## WHAT YOU WILL DO:
Give only the number of lines in the data that contain the word "Lazy".

__________________________________________________

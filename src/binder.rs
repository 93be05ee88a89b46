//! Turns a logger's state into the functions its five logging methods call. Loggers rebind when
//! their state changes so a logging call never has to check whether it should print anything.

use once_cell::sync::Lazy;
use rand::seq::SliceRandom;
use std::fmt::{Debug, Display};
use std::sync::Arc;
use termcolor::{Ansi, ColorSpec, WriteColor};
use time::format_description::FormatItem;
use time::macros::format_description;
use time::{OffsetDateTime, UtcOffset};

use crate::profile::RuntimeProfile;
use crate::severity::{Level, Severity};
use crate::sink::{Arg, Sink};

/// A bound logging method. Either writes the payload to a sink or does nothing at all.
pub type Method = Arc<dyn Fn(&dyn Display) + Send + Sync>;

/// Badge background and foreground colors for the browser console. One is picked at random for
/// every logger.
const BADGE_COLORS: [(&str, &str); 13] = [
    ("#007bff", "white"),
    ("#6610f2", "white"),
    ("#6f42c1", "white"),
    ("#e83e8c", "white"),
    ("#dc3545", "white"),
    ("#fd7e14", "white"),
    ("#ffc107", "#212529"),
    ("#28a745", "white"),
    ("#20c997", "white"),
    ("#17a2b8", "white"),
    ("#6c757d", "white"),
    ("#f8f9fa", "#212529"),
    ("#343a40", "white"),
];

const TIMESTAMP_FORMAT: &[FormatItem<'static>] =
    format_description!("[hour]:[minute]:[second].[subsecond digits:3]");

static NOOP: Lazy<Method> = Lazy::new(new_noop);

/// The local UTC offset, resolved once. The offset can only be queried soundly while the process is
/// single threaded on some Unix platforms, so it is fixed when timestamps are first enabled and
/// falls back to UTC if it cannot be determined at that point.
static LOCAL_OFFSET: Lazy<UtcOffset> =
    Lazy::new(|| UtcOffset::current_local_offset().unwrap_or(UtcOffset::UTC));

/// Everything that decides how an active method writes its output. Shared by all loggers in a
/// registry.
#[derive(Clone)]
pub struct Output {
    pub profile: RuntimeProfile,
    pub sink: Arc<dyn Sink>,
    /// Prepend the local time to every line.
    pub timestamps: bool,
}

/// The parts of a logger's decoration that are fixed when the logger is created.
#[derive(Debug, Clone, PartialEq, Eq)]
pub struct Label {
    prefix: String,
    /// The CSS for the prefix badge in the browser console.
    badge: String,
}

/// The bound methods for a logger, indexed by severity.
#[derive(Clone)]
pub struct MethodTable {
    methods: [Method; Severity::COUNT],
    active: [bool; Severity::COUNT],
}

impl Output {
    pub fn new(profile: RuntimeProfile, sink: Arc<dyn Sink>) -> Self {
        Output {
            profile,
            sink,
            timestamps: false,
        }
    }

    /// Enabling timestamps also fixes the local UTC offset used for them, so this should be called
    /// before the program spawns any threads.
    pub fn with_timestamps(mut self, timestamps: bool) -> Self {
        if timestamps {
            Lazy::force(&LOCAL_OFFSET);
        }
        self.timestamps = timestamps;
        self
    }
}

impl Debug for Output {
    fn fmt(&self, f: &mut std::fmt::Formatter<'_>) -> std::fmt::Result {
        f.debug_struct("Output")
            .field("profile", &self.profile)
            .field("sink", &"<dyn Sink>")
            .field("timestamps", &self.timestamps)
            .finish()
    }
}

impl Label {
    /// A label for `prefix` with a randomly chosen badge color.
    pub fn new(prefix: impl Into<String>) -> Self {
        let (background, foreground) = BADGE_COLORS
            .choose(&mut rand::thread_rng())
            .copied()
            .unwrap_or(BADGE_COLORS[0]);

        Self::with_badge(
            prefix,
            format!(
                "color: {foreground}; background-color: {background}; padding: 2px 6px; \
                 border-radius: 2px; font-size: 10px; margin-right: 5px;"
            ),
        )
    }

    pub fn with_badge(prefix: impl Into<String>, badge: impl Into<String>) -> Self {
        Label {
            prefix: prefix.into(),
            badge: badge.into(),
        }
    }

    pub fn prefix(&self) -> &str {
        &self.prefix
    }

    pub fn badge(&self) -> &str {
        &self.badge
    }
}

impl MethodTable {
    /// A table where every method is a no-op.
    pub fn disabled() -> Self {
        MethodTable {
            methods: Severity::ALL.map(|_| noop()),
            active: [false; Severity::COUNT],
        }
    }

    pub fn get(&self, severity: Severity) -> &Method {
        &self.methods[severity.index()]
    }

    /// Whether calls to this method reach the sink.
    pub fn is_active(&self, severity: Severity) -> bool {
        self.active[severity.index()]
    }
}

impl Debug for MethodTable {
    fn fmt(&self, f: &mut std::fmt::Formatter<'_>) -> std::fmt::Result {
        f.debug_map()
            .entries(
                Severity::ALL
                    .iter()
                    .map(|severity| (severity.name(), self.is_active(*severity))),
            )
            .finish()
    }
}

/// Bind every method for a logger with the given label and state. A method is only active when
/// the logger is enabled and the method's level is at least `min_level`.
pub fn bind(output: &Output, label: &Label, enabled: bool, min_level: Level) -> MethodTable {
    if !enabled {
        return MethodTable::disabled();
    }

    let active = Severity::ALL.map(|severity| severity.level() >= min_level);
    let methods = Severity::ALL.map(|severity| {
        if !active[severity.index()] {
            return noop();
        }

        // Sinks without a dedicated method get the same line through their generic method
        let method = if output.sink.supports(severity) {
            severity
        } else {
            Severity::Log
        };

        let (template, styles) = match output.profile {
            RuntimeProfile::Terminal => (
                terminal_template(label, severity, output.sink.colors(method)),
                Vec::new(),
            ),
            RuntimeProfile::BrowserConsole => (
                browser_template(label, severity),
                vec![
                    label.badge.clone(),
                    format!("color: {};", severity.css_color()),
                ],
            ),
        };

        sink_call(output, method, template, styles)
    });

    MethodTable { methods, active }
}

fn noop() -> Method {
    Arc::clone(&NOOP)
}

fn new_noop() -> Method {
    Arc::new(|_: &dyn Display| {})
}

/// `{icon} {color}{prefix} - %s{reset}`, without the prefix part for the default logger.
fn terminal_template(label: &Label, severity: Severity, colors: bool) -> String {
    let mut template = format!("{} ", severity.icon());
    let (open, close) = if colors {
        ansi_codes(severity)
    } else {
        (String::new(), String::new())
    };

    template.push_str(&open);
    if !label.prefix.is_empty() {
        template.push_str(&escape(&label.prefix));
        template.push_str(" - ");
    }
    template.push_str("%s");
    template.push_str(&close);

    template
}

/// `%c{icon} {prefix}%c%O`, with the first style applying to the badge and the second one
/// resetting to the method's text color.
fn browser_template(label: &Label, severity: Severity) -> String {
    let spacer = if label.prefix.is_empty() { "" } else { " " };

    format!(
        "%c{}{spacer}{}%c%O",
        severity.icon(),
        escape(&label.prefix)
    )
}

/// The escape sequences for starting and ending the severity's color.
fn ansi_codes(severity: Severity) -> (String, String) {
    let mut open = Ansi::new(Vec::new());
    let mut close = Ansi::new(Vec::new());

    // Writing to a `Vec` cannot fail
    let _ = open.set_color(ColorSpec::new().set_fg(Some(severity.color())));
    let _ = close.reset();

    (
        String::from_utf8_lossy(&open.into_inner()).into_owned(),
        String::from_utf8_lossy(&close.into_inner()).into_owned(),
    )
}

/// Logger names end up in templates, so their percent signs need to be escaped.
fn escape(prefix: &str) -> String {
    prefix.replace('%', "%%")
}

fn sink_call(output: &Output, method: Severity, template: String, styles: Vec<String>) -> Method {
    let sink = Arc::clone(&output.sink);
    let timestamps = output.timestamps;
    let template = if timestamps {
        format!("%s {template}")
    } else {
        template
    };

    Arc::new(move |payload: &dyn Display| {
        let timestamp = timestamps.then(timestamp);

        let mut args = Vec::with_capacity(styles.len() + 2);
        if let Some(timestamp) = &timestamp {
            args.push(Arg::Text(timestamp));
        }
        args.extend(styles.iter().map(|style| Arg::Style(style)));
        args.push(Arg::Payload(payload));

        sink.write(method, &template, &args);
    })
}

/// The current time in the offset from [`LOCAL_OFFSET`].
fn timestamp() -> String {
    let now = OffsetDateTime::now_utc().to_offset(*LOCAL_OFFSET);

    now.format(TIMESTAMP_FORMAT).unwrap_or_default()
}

__________________________________________________

## EXPECTED ANSWER:
5